Fluorimetric evaluation of the affinities of isoprenylated peptides for lipid bilayers.

A fluorescence-enhancement assay has been used to monitor the association of a series of fluorescent isoprenylated di- to tetrapeptides, whose sequences represent the carboxyl termini of several isoprenylated proteins (Ki-ras, ral 1, rac 2, and rho C), with phospholipid vesicles. These lipopeptides, containing mainly hydrophilic amino acid residues, all rapidly equilibrate (in seconds or faster) between the aqueous phase and the outer surfaces of lipid vesicles, in a manner that is well-modeled as a simple two-phase partitioning equilibrium. Farnesylated or geranylgeranylated peptides with methylated C-terminal cysteine residues exhibit half-maximal binding to 9:1 phosphatidylcholine (PC)/phosphatidylethanolamine (PE) vesicles at lipid concentrations on the order of 5-40 microM or 200-800 nM, respectively. Removal of the methyl group from the carboxyl-terminal cysteine residue decreases the affinity of a given lipopeptide for neutral (PC/PE) vesicles by 10- to 20-fold and the affinity for vesicles with a physiological surface charge by 40-fold or more. Cysteine-linked farnesyl and geranylgeranyl residues are found to be equivalent to cysteine-linked n-alkyl chains of roughly 11 and 14 carbons, respectively, in the strength of their interactions with lipid bilayers.
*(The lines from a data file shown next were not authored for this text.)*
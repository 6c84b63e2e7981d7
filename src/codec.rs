// Copyright (c) 2025-2026 Adrian Robinson. Licensed under the AGPL-3.0.
// See LICENSE file in the project root for full license text.

//! Codec hooks: domain values to store arguments and back.
//!
//! Each cache is parameterized over a codec. A codec composes a domain value
//! into one or more string arguments for the store command that writes it, and
//! revives the stored string into the domain value again.
//!
//! - [`ValueCodec`]: `compose(value)` yields `[value, ...extra SET options]`.
//! - [`FieldCodec`]: `compose(key, value)` yields `[field, value, ...more
//!   field/value pairs]`. Field names go through `compose_field` and
//!   `revive_field`, so the key held in memory may differ from the stored
//!   field name.
//!
//! The element count of composed arguments cannot be expressed in the type,
//! so [`ValueArgs::from_composed`] and [`FieldArgs::from_composed`] check it
//! at runtime, before any command reaches the store.
//!
//! [`JsonCodec`] is the default for both shapes.

use crate::error::{ReplicaError, Result};
use serde::de::DeserializeOwned;
use serde::Serialize;

/// Converts a scalar domain value to store arguments and back.
pub trait ValueCodec<T>: Send + Sync + 'static {
    /// Compose `value` into `[serialized, ...extra SET arguments]`.
    fn compose(&self, value: &T) -> Result<Vec<String>>;

    /// Revive a stored string.
    fn revive(&self, raw: &str) -> Result<T>;
}

/// Converts hash fields and their values to store arguments and back.
///
/// Field names map through [`compose_field`](FieldCodec::compose_field) and
/// [`revive_field`](FieldCodec::revive_field) only. Writes, deletes and every
/// reload use the same pair, so the hash the store holds and the map a
/// replica holds stay keyed the same way.
pub trait FieldCodec<T>: Send + Sync + 'static {
    /// Serialize one value.
    fn compose_value(&self, value: &T) -> Result<String>;

    /// Revive one stored value.
    fn revive_value(&self, raw: &str) -> Result<T>;

    /// Stored field name for a state key.
    fn compose_field(&self, key: &str) -> String {
        key.to_string()
    }

    /// State key for a stored field name.
    fn revive_field(&self, field: &str) -> String {
        field.to_string()
    }

    /// Compose into `[field, serialized, ...more field/value pairs]`.
    ///
    /// Overrides may append pairs, but the first element must stay
    /// `compose_field(key)`; the cache rejects anything else before writing.
    fn compose(&self, key: &str, value: &T) -> Result<Vec<String>> {
        Ok(vec![self.compose_field(key), self.compose_value(value)?])
    }
}

/// JSON codec backed by `serde_json`. Hash field names are stored as-is.
#[derive(Debug, Clone, Copy, Default)]
pub struct JsonCodec;

impl<T> ValueCodec<T> for JsonCodec
where
    T: Serialize + DeserializeOwned + 'static,
{
    fn compose(&self, value: &T) -> Result<Vec<String>> {
        let serialized = serde_json::to_string(value).map_err(ReplicaError::codec)?;
        Ok(vec![serialized])
    }

    fn revive(&self, raw: &str) -> Result<T> {
        serde_json::from_str(raw).map_err(ReplicaError::codec)
    }
}

impl<T> FieldCodec<T> for JsonCodec
where
    T: Serialize + DeserializeOwned + 'static,
{
    fn compose_value(&self, value: &T) -> Result<String> {
        serde_json::to_string(value).map_err(ReplicaError::codec)
    }

    fn revive_value(&self, raw: &str) -> Result<T> {
        serde_json::from_str(raw).map_err(ReplicaError::codec)
    }
}

/// Validated output of [`ValueCodec::compose`].
#[derive(Debug, Clone, PartialEq, Eq)]
pub struct ValueArgs {
    args: Vec<String>,
}

impl ValueArgs {
    /// Require at least one element (the serialized value).
    pub fn from_composed(args: Vec<String>) -> Result<Self> {
        if args.is_empty() {
            return Err(ReplicaError::Validation(
                "compose must return at least 1 argument (the serialized value)".into(),
            ));
        }
        Ok(Self { args })
    }

    /// The serialized value announced to other replicas.
    pub fn value(&self) -> &str {
        &self.args[0]
    }

    /// Every argument, value first, for the SET command.
    pub fn into_args(self) -> Vec<String> {
        self.args
    }
}

/// Validated output of [`FieldCodec::compose`].
#[derive(Debug, Clone, PartialEq, Eq)]
pub struct FieldArgs {
    args: Vec<String>,
}

impl FieldArgs {
    /// Require at least two elements, the first being `expected_field`.
    pub fn from_composed(args: Vec<String>, expected_field: &str) -> Result<Self> {
        if args.len() < 2 {
            return Err(ReplicaError::Validation(format!(
                "compose must return at least 2 arguments (field and value), got {}",
                args.len()
            )));
        }
        if args[0] != expected_field {
            return Err(ReplicaError::Validation(format!(
                "compose wrote field {:?} but compose_field gives {:?}",
                args[0], expected_field
            )));
        }
        Ok(Self { args })
    }

    /// Serialized field name.
    pub fn field(&self) -> &str {
        &self.args[0]
    }

    /// Serialized value.
    pub fn value(&self) -> &str {
        &self.args[1]
    }

    /// Every argument for the HSET command.
    pub fn into_args(self) -> Vec<String> {
        self.args
    }
}

#[cfg(test)]
mod tests {
    use super::*;
    use serde::Deserialize;

    #[derive(Debug, Clone, PartialEq, Serialize, Deserialize)]
    struct Flag {
        enabled: bool,
        rollout: u8,
    }

    #[test]
    fn test_json_value_codec_roundtrip() {
        let flag = Flag {
            enabled: true,
            rollout: 40,
        };
        let args = ValueCodec::compose(&JsonCodec, &flag).unwrap();
        assert_eq!(args.len(), 1);

        let revived: Flag = ValueCodec::revive(&JsonCodec, &args[0]).unwrap();
        assert_eq!(revived, flag);
    }

    #[test]
    fn test_json_value_codec_revive_error() {
        let result: Result<Flag> = ValueCodec::revive(&JsonCodec, "{not json");
        assert!(matches!(result, Err(ReplicaError::Codec(_))));
    }

    #[test]
    fn test_json_field_codec_keeps_field_name() {
        let args = FieldCodec::compose(&JsonCodec, "user:1", &42u32).unwrap();
        assert_eq!(args, vec!["user:1".to_string(), "42".to_string()]);

        let value: u32 = FieldCodec::revive_value(&JsonCodec, "42").unwrap();
        assert_eq!(value, 42);

        assert_eq!(FieldCodec::<u32>::compose_field(&JsonCodec, "user:1"), "user:1");
        assert_eq!(FieldCodec::<u32>::revive_field(&JsonCodec, "user:1"), "user:1");
    }

    /// Maps names only through the field hooks.
    struct Tagged;

    impl FieldCodec<u32> for Tagged {
        fn compose_value(&self, value: &u32) -> Result<String> {
            Ok(value.to_string())
        }

        fn revive_value(&self, raw: &str) -> Result<u32> {
            raw.parse().map_err(ReplicaError::codec)
        }

        fn compose_field(&self, key: &str) -> String {
            format!("tag:{}", key)
        }
    }

    #[test]
    fn test_default_compose_uses_field_hook() {
        let args = Tagged.compose("ann", &3).unwrap();
        assert_eq!(args, vec!["tag:ann".to_string(), "3".to_string()]);
        assert!(FieldArgs::from_composed(args, &Tagged.compose_field("ann")).is_ok());
    }

    #[test]
    fn test_value_args_requires_one() {
        assert!(matches!(
            ValueArgs::from_composed(vec![]),
            Err(ReplicaError::Validation(_))
        ));

        let args = ValueArgs::from_composed(vec!["1".into(), "EX".into(), "60".into()]).unwrap();
        assert_eq!(args.value(), "1");
        assert_eq!(args.into_args().len(), 3);
    }

    #[test]
    fn test_field_args_requires_two() {
        let err = FieldArgs::from_composed(vec!["only-field".into()], "only-field").unwrap_err();
        assert!(err.to_string().contains("got 1"));

        let args = FieldArgs::from_composed(vec!["f".into(), "v".into()], "f").unwrap();
        assert_eq!(args.field(), "f");
        assert_eq!(args.value(), "v");
    }

    #[test]
    fn test_field_args_rejects_foreign_field() {
        let err = FieldArgs::from_composed(vec!["user:f".into(), "v".into()], "f").unwrap_err();
        assert!(matches!(err, ReplicaError::Validation(_)));
    }
}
Variations in vesicle lipid composition (cholesterol or aminophospholipid content) only modestly alter the affinity of isoprenylated peptides for the lipid bilayer. Our data suggest that a C-terminal geranylgeranylcysteine or O-methylated farnesylcysteine residue can by itself confer efficient (but rapidly reversible) membrane binding to proteins bearing these modifications, while an unmethylated C-terminal farnesylcysteine residue by itself would be only marginally efficient as a membrane 'anchor' under physiological conditions.